The Cultural Revolution also criminalized the possession of religious texts.[9] Monks were beaten or killed, and many Tibetans escaped with sacred texts and compiled teachings in exile communities in India.[10]

1989-2002: Jiang Zemin administration

The Chinese government, under the leadership of Jiang Zemin from 1989-2002, commenced the persecution of Falun Gong; it called for the "education of Marxist materialism and atheism" to counter Falun Gong.[11]

Tibetan Buddhists

In 1991 while crafting policy towards Tibetan Buddhists, Jiang's preliminary decree stated reincarnated lamas must be approved by China's central government.[12] The decree was later revised and termed State Religious Affairs Bureau Order No. 5 in 2007 during the administration of Hu Jintao.

In 1992, Jiang's government formally accepted the 14th Dalai Lama's official recognition and the enthronement of Orgyen Trinley Dorje as the reincarnated 17th Gyalwang Karmapa, spiritual leader of the Karma Kagyu school.

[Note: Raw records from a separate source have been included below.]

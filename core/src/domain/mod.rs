//! Domain layer - Pure business logic and data models.
//!
//! This module contains domain entities that represent core business concepts.
//! These types have no OS dependencies and can be tested in isolation.

mod handle;
mod port;
mod script;
mod status;

// Re-export all domain types
pub use handle::{ExitReport, ExitSender, ManagedProcessHandle};
pub use port::{ListeningSocket, PortBinding};
pub use script::{is_startup_confirmation, StartupScript, STARTUP_CONFIRMATION_MARKER};
pub use status::{InstallationReport, ServiceStatus, SupervisorState};
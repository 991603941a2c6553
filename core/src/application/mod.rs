//! Application layer - Use case services.
//!
//! The supervisor orchestrates the domain types and the OS ports. It has no
//! OS knowledge of its own, so any set of port implementations can drive it.

mod supervisor;

pub use supervisor::{DefaultSupervisor, Supervisor};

The recognition process was led by the 3rd Jamgon Kongtrul who died in a mysterious car crash earlier in 1992. The Karmapa, along with the Dalai Lama and the Panchen Lama, are highly respected by Tibetans and considered to be living Buddhas. By 1999, the Karmapa escaped to India, afterwards pointing to interference by the Chinese government in his spiritual leadership and studies as his motive.[13]

Also in 1992, 13 monks from Drepung Monastery were arrested on 12 May for protesting peacefully. Samdup was jailed for 7 years, and in 2020 became the fourth former political prisoner to die from medical complications within the previous six months.[14]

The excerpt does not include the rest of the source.